== RECORDS SHOWN

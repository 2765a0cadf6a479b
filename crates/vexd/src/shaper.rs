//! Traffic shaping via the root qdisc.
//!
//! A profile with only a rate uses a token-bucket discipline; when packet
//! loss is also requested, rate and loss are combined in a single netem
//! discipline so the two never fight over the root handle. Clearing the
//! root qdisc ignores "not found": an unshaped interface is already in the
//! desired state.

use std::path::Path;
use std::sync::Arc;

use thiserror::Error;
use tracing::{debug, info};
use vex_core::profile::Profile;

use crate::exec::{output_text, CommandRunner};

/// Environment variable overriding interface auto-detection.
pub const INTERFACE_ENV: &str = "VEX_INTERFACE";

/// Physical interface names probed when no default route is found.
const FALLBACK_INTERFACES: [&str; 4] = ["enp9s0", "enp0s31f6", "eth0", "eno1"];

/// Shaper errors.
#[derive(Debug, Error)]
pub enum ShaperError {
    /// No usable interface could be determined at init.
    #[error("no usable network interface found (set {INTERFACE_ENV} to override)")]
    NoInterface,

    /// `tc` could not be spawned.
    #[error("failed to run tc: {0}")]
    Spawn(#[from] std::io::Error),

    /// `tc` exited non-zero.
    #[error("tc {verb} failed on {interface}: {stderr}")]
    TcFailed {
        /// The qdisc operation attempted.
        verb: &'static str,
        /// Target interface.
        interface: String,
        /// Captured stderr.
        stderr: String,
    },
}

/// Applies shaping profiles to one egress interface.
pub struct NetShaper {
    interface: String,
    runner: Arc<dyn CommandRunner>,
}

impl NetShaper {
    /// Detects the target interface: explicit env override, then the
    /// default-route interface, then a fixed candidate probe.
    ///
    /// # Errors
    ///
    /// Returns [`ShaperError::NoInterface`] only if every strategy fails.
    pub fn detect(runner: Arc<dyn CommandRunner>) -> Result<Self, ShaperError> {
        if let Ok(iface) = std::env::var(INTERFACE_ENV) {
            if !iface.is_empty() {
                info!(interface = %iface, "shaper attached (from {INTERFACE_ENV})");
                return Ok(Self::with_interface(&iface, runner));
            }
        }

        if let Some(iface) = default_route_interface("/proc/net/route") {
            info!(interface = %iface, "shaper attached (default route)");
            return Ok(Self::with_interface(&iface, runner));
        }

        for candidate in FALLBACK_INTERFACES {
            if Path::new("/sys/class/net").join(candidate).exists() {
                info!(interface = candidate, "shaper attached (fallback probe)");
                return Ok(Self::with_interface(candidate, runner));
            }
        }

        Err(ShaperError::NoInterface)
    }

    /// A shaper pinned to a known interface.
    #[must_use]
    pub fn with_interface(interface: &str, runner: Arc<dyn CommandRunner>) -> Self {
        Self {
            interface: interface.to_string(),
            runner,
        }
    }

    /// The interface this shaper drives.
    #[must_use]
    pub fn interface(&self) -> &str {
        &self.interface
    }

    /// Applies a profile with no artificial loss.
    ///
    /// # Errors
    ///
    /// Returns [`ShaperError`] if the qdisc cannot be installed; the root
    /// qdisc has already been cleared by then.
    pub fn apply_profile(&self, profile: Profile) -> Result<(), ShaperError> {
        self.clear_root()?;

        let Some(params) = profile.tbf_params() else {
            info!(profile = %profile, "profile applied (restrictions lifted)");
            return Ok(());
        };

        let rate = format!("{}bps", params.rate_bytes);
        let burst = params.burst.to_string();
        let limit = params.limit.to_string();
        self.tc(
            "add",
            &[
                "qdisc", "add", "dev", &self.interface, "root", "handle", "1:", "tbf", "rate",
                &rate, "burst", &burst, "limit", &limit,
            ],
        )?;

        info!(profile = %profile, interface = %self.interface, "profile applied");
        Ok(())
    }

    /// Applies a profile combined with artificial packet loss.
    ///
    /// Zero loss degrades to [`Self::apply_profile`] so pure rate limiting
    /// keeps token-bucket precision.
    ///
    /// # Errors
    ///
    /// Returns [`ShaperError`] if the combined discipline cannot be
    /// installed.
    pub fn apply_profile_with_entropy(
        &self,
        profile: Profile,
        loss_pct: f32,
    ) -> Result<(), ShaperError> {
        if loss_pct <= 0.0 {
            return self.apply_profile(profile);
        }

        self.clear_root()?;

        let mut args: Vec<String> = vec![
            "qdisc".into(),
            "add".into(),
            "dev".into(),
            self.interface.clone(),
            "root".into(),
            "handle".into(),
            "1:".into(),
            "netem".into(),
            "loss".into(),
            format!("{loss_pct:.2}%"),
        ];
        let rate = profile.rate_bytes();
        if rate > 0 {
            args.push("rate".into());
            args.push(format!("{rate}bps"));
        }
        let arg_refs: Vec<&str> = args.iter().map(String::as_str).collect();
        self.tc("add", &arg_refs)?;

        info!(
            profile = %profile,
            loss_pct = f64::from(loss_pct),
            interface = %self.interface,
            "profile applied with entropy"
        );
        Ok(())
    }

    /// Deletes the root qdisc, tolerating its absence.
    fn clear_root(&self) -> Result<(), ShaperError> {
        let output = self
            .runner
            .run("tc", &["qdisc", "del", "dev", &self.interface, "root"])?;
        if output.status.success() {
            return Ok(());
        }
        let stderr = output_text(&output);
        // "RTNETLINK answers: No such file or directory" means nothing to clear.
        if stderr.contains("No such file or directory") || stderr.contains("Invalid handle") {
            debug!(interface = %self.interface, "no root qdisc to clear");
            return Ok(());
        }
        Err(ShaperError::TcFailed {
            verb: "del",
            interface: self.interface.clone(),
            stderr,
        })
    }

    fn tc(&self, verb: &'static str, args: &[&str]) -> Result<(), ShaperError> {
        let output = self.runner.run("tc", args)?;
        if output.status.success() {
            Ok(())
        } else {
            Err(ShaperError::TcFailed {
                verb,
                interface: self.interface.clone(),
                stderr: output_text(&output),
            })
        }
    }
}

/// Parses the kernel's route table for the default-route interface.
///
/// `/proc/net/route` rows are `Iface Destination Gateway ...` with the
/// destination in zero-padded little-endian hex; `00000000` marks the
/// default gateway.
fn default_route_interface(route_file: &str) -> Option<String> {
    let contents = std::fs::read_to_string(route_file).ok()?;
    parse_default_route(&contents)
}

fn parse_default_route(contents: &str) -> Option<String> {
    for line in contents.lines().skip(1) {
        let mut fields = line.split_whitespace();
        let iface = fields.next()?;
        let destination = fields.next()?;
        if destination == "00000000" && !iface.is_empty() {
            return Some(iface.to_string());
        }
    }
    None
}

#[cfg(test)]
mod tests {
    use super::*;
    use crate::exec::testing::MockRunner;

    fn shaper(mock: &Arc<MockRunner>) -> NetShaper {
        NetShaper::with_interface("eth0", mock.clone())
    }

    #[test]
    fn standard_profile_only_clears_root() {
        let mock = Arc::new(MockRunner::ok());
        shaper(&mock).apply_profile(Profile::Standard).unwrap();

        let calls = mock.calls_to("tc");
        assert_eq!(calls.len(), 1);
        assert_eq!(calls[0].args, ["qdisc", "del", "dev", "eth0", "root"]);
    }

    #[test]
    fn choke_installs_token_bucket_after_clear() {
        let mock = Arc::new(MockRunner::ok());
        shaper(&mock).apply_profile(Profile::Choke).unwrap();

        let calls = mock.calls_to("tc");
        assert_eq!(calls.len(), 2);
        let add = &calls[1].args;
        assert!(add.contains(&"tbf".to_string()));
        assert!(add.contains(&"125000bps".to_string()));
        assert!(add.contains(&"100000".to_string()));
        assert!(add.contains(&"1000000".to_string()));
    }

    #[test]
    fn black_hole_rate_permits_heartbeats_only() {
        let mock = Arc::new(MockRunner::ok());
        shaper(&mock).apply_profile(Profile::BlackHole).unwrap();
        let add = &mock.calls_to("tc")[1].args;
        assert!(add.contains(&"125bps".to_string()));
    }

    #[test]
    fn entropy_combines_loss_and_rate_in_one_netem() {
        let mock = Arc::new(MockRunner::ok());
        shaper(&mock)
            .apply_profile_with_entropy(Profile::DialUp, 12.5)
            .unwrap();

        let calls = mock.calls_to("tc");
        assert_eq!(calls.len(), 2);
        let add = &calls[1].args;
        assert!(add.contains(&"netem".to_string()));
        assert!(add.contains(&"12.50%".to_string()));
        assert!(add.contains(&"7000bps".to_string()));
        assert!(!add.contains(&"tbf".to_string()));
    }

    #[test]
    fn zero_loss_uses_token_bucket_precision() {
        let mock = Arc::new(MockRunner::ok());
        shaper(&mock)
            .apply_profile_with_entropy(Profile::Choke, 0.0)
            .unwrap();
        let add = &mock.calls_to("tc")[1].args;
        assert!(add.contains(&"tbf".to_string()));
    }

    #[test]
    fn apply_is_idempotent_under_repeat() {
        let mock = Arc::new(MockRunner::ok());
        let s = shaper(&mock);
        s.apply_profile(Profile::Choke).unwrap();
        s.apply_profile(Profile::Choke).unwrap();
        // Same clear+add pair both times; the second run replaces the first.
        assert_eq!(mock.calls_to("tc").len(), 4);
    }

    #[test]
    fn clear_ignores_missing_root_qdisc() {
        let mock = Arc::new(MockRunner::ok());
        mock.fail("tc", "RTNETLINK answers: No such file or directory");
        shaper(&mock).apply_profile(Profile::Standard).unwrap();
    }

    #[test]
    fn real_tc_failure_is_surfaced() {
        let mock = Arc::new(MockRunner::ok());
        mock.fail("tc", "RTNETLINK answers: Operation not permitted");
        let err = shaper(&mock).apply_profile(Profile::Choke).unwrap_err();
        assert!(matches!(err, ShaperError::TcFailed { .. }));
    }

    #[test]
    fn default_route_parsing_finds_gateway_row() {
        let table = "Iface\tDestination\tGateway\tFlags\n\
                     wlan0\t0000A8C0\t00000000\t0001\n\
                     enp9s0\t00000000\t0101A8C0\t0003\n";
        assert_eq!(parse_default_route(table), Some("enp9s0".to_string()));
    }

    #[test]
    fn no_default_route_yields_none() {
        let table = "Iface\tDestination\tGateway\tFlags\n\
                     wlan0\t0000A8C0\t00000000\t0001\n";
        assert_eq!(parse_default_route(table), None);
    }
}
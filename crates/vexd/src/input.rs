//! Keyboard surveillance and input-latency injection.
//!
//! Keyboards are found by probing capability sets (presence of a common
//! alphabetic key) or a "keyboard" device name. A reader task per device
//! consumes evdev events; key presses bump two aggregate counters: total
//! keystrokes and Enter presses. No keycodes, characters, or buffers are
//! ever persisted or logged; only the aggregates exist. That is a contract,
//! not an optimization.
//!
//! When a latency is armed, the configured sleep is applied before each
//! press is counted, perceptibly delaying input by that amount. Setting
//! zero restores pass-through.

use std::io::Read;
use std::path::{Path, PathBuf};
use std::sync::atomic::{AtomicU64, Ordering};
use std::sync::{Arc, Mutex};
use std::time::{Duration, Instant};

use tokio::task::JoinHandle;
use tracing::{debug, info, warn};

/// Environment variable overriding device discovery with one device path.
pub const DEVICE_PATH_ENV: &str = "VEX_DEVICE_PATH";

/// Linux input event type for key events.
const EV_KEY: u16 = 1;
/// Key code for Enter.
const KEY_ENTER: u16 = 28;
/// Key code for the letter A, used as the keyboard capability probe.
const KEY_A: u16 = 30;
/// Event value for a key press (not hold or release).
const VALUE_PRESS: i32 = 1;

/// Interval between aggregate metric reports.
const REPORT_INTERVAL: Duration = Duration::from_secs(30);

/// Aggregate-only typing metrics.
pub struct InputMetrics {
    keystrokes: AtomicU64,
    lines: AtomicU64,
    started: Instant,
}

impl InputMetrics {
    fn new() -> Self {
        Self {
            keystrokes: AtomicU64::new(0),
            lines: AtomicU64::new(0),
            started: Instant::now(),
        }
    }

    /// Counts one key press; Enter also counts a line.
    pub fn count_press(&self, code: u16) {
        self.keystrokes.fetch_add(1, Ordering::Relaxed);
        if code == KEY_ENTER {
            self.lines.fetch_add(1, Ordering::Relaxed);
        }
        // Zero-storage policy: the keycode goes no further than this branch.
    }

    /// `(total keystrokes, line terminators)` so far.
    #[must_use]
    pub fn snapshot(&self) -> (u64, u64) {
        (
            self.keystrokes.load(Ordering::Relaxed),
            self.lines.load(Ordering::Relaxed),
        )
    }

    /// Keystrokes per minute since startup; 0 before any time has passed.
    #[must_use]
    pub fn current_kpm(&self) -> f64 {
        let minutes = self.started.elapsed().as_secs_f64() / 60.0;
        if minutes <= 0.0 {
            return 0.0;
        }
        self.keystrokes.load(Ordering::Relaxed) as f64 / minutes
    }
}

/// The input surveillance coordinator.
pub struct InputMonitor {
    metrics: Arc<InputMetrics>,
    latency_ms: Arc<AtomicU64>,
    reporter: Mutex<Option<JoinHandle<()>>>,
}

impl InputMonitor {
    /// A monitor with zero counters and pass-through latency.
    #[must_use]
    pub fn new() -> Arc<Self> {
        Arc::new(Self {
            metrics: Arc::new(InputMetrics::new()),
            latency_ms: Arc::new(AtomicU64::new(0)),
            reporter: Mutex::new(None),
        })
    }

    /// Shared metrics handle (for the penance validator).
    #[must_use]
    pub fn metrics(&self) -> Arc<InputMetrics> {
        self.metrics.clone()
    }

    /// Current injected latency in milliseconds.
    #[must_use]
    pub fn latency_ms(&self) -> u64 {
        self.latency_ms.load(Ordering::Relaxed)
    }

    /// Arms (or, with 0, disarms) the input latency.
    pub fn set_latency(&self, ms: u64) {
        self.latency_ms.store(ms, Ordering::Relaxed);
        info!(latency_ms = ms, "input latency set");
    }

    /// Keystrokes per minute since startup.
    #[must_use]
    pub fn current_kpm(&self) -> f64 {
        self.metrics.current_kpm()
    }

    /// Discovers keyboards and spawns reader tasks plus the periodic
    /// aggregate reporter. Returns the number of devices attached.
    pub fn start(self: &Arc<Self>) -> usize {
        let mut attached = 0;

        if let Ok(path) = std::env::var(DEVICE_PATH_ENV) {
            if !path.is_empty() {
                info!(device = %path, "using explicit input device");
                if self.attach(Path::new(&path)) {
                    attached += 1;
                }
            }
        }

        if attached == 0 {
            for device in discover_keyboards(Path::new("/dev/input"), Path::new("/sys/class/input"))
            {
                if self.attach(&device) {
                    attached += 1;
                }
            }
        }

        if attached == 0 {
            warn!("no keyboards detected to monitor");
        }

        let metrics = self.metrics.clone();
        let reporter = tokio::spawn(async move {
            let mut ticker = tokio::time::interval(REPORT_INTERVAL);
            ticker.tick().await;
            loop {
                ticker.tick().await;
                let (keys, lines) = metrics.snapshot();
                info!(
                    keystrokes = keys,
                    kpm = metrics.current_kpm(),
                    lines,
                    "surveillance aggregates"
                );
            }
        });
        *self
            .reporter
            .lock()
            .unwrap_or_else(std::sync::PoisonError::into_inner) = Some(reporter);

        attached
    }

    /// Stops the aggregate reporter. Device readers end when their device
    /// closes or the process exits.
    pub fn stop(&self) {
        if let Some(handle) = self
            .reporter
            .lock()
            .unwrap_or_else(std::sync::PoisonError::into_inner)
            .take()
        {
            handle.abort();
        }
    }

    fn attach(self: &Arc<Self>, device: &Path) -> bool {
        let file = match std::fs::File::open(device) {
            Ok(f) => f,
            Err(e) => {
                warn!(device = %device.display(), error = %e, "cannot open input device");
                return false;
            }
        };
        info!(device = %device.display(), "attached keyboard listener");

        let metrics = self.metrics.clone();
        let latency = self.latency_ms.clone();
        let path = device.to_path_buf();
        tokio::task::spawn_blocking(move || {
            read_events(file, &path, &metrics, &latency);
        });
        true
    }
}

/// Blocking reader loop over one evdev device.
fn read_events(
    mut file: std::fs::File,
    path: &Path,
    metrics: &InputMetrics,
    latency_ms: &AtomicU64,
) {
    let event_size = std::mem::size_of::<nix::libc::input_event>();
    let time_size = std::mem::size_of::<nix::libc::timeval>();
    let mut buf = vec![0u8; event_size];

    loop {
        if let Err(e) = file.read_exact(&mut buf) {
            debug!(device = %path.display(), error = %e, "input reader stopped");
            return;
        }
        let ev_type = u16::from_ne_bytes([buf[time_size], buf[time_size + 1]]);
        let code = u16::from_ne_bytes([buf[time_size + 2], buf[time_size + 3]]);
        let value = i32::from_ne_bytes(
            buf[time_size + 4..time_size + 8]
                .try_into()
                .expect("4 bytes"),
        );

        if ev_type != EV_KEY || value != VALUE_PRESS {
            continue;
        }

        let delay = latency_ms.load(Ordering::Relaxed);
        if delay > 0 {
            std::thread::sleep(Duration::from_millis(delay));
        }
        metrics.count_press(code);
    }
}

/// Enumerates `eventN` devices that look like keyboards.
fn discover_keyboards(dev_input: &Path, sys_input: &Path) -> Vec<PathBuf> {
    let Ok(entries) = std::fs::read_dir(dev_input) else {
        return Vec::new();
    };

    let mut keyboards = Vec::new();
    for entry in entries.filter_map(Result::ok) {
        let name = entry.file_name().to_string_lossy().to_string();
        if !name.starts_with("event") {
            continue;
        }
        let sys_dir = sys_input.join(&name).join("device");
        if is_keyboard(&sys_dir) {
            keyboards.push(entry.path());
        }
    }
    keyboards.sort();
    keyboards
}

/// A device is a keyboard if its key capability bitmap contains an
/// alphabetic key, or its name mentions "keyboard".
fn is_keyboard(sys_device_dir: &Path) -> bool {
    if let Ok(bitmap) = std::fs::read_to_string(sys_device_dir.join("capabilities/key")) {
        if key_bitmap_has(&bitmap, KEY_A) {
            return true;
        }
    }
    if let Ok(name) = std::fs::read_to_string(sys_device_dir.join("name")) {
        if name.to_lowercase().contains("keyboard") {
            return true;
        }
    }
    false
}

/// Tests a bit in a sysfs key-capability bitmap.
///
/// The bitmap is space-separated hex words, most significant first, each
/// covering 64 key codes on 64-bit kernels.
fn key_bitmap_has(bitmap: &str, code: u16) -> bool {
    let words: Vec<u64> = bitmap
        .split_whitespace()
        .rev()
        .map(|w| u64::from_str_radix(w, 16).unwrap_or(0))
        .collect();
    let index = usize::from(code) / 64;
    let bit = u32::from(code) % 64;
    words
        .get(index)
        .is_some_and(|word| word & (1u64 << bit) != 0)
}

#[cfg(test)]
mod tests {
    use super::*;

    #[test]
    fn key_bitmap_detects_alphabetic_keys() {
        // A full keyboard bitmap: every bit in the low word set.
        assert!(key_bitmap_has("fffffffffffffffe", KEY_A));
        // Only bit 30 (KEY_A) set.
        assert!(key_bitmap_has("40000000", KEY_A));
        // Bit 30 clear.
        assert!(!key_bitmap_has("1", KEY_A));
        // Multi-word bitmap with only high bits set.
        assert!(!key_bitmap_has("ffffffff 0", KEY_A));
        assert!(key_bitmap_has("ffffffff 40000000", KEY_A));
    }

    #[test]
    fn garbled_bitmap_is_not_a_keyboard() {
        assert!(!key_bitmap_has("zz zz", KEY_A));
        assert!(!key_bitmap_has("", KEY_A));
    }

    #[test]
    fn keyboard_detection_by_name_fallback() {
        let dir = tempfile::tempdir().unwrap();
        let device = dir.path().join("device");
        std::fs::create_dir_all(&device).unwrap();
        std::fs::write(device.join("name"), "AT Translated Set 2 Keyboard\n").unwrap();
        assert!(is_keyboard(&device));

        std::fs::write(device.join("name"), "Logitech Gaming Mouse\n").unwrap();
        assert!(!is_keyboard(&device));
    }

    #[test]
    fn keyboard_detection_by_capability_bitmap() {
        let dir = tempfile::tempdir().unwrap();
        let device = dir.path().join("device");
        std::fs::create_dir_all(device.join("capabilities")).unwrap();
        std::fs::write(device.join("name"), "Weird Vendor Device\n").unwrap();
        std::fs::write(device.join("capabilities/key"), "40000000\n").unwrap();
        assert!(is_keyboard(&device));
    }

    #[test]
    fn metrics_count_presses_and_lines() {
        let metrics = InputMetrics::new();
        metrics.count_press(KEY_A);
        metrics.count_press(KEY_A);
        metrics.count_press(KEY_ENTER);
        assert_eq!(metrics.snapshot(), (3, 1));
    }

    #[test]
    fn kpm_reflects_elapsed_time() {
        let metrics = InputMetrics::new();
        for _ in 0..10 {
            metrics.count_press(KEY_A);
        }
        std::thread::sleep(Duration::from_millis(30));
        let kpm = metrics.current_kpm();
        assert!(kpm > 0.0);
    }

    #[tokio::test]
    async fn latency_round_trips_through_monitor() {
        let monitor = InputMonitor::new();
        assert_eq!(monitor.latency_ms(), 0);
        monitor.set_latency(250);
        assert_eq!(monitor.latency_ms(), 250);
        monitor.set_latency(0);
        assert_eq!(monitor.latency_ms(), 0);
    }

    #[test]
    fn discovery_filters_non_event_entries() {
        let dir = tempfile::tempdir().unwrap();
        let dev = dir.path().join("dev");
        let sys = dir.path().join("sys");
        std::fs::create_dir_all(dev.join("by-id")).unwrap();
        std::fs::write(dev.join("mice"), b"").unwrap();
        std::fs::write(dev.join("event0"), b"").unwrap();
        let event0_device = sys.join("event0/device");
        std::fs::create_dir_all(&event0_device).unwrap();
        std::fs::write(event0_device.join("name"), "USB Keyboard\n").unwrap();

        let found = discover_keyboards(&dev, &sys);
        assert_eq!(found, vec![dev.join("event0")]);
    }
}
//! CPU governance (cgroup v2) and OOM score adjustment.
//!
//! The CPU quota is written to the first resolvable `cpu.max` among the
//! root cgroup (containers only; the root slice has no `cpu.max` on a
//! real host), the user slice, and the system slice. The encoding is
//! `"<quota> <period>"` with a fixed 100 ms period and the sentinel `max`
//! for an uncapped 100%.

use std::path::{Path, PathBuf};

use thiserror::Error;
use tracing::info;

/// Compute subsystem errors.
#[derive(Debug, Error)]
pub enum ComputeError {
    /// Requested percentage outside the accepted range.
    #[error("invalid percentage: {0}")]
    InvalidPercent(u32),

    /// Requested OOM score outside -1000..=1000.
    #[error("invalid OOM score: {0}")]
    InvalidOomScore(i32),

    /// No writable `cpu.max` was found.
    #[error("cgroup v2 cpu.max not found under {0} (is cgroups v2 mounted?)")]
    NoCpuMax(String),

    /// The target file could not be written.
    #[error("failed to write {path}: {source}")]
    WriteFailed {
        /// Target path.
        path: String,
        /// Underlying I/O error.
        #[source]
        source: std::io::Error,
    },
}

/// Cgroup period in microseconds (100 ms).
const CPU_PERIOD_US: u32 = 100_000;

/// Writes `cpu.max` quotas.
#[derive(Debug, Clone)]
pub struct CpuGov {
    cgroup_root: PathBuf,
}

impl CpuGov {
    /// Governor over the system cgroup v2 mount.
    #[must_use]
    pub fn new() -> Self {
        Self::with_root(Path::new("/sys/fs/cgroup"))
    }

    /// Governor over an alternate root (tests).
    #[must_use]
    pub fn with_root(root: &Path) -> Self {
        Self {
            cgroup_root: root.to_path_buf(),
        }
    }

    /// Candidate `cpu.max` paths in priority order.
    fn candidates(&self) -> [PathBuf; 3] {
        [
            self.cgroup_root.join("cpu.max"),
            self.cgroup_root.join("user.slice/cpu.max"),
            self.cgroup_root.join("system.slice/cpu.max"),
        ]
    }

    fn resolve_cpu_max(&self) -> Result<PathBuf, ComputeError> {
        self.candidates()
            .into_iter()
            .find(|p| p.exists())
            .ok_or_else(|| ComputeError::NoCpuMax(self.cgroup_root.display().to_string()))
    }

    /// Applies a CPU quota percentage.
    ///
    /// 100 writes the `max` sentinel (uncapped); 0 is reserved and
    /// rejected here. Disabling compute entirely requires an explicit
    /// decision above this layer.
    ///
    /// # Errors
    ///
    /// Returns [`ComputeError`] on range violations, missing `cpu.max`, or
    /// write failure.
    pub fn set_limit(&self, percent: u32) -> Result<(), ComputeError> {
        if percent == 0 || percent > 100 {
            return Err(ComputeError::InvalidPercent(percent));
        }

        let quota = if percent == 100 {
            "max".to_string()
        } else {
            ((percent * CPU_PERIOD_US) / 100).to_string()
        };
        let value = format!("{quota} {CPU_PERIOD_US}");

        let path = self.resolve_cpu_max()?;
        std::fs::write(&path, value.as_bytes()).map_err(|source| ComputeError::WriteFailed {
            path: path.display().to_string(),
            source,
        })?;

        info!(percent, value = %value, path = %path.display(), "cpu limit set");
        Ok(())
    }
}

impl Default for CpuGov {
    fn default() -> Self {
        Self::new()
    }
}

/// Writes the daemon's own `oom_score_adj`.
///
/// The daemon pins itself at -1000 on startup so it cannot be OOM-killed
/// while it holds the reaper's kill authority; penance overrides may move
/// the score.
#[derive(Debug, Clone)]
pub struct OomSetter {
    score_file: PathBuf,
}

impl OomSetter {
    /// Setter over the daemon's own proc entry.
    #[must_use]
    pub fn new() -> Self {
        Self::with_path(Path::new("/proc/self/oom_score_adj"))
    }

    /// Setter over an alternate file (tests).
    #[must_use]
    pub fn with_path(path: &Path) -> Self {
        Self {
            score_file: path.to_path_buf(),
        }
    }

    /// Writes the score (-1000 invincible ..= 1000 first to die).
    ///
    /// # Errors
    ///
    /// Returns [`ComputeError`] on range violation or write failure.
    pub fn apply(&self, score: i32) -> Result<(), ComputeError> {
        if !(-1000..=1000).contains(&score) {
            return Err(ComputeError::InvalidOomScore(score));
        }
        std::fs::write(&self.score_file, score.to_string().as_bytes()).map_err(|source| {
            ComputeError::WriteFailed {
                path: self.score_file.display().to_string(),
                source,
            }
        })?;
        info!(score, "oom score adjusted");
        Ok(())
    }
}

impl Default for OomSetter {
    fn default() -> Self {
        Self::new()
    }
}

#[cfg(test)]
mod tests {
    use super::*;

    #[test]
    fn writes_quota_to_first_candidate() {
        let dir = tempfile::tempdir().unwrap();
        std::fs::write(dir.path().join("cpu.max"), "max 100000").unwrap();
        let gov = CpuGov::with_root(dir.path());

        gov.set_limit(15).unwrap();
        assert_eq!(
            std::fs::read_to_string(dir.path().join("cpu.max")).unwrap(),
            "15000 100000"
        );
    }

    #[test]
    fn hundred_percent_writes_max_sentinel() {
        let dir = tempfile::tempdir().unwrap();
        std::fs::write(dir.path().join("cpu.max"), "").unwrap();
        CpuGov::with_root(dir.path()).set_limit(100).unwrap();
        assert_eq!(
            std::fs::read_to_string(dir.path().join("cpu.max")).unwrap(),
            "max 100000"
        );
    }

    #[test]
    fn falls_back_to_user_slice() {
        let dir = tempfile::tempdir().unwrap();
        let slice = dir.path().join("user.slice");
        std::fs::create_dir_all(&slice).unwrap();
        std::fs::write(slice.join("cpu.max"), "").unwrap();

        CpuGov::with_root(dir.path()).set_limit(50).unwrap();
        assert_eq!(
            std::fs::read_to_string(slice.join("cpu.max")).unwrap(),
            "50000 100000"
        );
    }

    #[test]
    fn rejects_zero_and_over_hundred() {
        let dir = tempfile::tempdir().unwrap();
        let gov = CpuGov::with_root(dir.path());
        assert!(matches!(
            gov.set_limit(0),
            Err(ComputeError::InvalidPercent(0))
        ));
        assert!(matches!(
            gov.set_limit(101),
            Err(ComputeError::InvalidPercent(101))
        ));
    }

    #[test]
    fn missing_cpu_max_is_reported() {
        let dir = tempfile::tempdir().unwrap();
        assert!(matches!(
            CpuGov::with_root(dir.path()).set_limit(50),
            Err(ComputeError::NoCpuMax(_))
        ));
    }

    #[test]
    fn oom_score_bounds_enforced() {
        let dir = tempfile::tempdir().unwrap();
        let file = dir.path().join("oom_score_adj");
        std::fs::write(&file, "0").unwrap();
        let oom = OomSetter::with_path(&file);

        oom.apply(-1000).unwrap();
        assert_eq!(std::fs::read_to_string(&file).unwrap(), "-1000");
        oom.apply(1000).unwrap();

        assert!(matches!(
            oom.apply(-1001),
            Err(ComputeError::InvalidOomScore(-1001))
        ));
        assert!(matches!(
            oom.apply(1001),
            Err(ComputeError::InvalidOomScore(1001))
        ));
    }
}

====

Filter the lines above, keeping and copying those that contain "filename".

filename crates/vexd/src/shaper.rs
filename crates/vexd/src/input.rs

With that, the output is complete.